The answer should be one number, the count of lines in the data with "factor".

+++++

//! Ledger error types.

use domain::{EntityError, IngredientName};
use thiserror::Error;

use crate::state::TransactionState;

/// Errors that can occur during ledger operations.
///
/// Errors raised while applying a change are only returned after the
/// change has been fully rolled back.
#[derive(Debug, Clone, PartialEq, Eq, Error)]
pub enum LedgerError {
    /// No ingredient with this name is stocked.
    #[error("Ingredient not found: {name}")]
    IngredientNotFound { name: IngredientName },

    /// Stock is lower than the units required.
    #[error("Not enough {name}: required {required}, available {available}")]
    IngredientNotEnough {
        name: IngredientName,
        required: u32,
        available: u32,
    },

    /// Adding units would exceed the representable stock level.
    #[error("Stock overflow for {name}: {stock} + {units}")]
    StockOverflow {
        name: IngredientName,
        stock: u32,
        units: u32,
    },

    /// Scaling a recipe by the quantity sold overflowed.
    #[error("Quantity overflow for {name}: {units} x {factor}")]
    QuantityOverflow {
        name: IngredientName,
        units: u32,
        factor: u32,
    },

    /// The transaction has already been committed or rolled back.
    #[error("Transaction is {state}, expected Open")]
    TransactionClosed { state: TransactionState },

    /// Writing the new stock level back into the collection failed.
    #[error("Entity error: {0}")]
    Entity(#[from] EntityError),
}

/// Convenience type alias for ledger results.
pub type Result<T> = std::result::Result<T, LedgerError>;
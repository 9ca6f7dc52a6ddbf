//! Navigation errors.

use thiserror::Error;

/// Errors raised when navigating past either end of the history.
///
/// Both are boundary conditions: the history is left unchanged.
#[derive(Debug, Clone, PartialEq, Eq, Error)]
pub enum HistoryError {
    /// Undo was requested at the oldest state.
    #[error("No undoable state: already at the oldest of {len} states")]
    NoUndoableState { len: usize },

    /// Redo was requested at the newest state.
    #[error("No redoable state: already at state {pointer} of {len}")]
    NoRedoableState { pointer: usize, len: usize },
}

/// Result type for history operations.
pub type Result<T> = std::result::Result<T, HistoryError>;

+++++

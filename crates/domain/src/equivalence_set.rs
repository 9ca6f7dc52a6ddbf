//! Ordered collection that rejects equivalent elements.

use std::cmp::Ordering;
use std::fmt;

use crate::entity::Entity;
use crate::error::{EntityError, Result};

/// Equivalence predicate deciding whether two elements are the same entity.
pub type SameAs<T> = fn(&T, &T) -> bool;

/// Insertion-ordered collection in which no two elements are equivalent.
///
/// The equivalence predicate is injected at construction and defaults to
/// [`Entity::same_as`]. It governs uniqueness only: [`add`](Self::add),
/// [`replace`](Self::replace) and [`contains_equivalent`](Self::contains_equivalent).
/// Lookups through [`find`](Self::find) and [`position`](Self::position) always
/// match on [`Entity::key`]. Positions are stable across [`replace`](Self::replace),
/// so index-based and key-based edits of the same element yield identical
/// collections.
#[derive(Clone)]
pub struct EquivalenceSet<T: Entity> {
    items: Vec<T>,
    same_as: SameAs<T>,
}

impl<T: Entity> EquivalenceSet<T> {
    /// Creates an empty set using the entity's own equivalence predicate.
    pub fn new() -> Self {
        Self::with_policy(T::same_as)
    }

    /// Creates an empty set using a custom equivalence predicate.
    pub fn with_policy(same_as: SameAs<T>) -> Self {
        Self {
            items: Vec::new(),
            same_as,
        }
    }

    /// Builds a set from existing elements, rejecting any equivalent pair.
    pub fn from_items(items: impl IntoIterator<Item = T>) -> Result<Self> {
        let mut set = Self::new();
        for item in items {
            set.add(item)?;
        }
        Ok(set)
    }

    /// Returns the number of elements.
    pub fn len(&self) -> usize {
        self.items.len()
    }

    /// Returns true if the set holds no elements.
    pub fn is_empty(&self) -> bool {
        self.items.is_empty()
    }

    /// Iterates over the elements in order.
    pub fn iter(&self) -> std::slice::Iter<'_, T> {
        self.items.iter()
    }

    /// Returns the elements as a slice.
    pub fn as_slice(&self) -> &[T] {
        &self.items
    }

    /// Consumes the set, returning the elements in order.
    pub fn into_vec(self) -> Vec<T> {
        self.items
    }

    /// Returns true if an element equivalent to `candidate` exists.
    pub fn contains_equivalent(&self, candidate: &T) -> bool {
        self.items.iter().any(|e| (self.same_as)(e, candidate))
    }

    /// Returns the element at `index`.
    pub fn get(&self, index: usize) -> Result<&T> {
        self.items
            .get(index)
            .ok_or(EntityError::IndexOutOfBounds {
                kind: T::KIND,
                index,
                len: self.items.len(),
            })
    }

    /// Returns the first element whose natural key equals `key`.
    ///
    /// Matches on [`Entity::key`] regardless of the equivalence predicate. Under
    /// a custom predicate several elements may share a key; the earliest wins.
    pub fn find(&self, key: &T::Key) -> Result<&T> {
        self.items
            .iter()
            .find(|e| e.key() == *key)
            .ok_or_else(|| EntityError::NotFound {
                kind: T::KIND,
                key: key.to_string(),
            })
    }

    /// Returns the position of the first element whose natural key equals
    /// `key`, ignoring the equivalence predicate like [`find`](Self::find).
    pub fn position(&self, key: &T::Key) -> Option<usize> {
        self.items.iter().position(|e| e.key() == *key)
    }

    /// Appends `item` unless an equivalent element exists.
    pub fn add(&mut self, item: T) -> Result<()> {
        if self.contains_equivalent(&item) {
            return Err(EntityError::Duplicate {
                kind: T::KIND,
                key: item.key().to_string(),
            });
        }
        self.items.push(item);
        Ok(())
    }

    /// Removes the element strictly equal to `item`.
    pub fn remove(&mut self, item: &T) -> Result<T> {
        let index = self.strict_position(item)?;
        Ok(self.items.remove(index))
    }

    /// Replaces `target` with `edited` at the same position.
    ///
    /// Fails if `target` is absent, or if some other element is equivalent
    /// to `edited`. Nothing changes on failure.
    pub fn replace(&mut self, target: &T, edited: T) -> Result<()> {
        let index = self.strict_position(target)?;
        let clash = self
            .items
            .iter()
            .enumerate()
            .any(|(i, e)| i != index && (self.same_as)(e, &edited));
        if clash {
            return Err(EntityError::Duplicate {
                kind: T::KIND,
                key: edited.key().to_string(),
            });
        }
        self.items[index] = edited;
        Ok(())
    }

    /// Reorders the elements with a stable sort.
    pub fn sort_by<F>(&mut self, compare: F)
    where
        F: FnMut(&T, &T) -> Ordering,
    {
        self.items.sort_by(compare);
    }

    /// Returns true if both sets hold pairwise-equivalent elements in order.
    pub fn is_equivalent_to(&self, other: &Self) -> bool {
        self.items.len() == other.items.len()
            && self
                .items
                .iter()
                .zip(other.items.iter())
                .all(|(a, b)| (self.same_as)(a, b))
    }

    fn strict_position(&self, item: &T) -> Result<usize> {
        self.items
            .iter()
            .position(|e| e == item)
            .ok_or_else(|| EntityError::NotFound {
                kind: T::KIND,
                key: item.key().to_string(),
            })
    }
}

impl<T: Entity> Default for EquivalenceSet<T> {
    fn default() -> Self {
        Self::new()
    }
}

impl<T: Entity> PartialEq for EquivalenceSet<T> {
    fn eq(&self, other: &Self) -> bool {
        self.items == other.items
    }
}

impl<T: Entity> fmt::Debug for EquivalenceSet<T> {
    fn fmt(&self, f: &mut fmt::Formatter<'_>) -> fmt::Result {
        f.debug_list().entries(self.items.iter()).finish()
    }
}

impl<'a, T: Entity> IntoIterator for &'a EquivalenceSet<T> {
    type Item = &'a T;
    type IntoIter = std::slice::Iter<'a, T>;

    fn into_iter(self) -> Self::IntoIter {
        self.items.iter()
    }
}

+++++

__Your response__
2